### WHAT YOU ARE ASKED TO DO:
Whenever a line of the listing contains the string "AmqpResponse", return that line.

*** RECORDS PROVIDED ***

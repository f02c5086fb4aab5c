//! Management node used for entity metadata requests.

use crate::auth::TokenRefreshManager;
use crate::common::{AmqpError, AmqpResult};
use crate::transport::{AmqpRequest, AmqpResponse, RequestResponseLink};
use std::collections::HashMap;
use std::fmt;
use std::sync::Arc;
use std::time::Duration;

/// Address of the management node
pub const MANAGEMENT_ADDRESS: &str = "$management";

/// Session name used for the management request/response link
pub const MANAGEMENT_SESSION_NAME: &str = "mgmt-session";

pub const READ_OPERATION: &str = "READ";

pub const EVENT_HUB_ENTITY_TYPE: &str = "com.microsoft:eventhub";

pub const PARTITION_ENTITY_TYPE: &str = "com.microsoft:partition";

/// Request/response channel to `$management`, cached per connection.
///
/// The node keeps its audience authorized through its own
/// [`TokenRefreshManager`], which is closed together with the node.
pub struct ManagementNode {
    connection_id: String,
    link: Arc<dyn RequestResponseLink>,
    token_manager: TokenRefreshManager,
    operation_timeout: Duration,
}

impl fmt::Debug for ManagementNode {
    fn fmt(&self, f: &mut fmt::Formatter<'_>) -> fmt::Result {
        f.debug_struct("ManagementNode")
            .field("connection_id", &self.connection_id)
            .field("audience", &self.audience())
            .field("operation_timeout", &self.operation_timeout)
            .field("closed", &self.token_manager.is_disposed())
            .finish()
    }
}

impl ManagementNode {
    pub(crate) fn new(
        connection_id: impl Into<String>,
        link: Arc<dyn RequestResponseLink>,
        token_manager: TokenRefreshManager,
        operation_timeout: Duration,
    ) -> Self {
        Self {
            connection_id: connection_id.into(),
            link,
            token_manager,
            operation_timeout,
        }
    }

    pub fn audience(&self) -> &str {
        self.token_manager.audience()
    }

    /// Send a raw management request, failing on a non-success status.
    pub async fn request(&self, request: AmqpRequest) -> AmqpResult<AmqpResponse> {
        if self.token_manager.is_disposed() {
            return Err(AmqpError::disposed(format!(
                "management node of connection '{}'",
                self.connection_id
            )));
        }

        let operation = request.operation.clone();
        let response = tokio::time::timeout(self.operation_timeout, self.link.request(request))
            .await
            .map_err(|_| {
                AmqpError::timeout(format!("management {operation}"), self.operation_timeout)
            })??;

        if response.status_code.is_success() {
            Ok(response)
        } else {
            log::warn!(
                "Management operation '{operation}' on connection '{}' returned {}",
                self.connection_id,
                response.status_code
            );
            Err(AmqpError::Management {
                operation,
                code: response.status_code,
                description: response.description().to_string(),
            })
        }
    }

    /// Read the metadata of an entity.
    pub async fn entity_properties(
        &self,
        entity_name: &str,
        entity_type: &str,
    ) -> AmqpResult<HashMap<String, String>> {
        let request = AmqpRequest::new(READ_OPERATION)
            .with_property("operation", READ_OPERATION)
            .with_property("name", entity_name)
            .with_property("type", entity_type);

        Ok(self.request(request).await?.properties)
    }

    pub async fn event_hub_properties(
        &self,
        event_hub_name: &str,
    ) -> AmqpResult<HashMap<String, String>> {
        self.entity_properties(event_hub_name, EVENT_HUB_ENTITY_TYPE)
            .await
    }

    pub async fn partition_properties(
        &self,
        event_hub_name: &str,
        partition_id: &str,
    ) -> AmqpResult<HashMap<String, String>> {
        let request = AmqpRequest::new(READ_OPERATION)
            .with_property("operation", READ_OPERATION)
            .with_property("name", event_hub_name)
            .with_property("type", PARTITION_ENTITY_TYPE)
            .with_property("partition", partition_id);

        Ok(self.request(request).await?.properties)
    }

    pub(crate) async fn close(&self) -> AmqpResult<()> {
        self.token_manager.close();
        self.link.close().await
    }
}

*** End of RECORDS PROVIDED ***

### EXERCISE OUTPUT:
use crate::transport::{AmqpRequest, AmqpResponse, RequestResponseLink};
    pub async fn request(&self, request: AmqpRequest) -> AmqpResult<AmqpResponse> {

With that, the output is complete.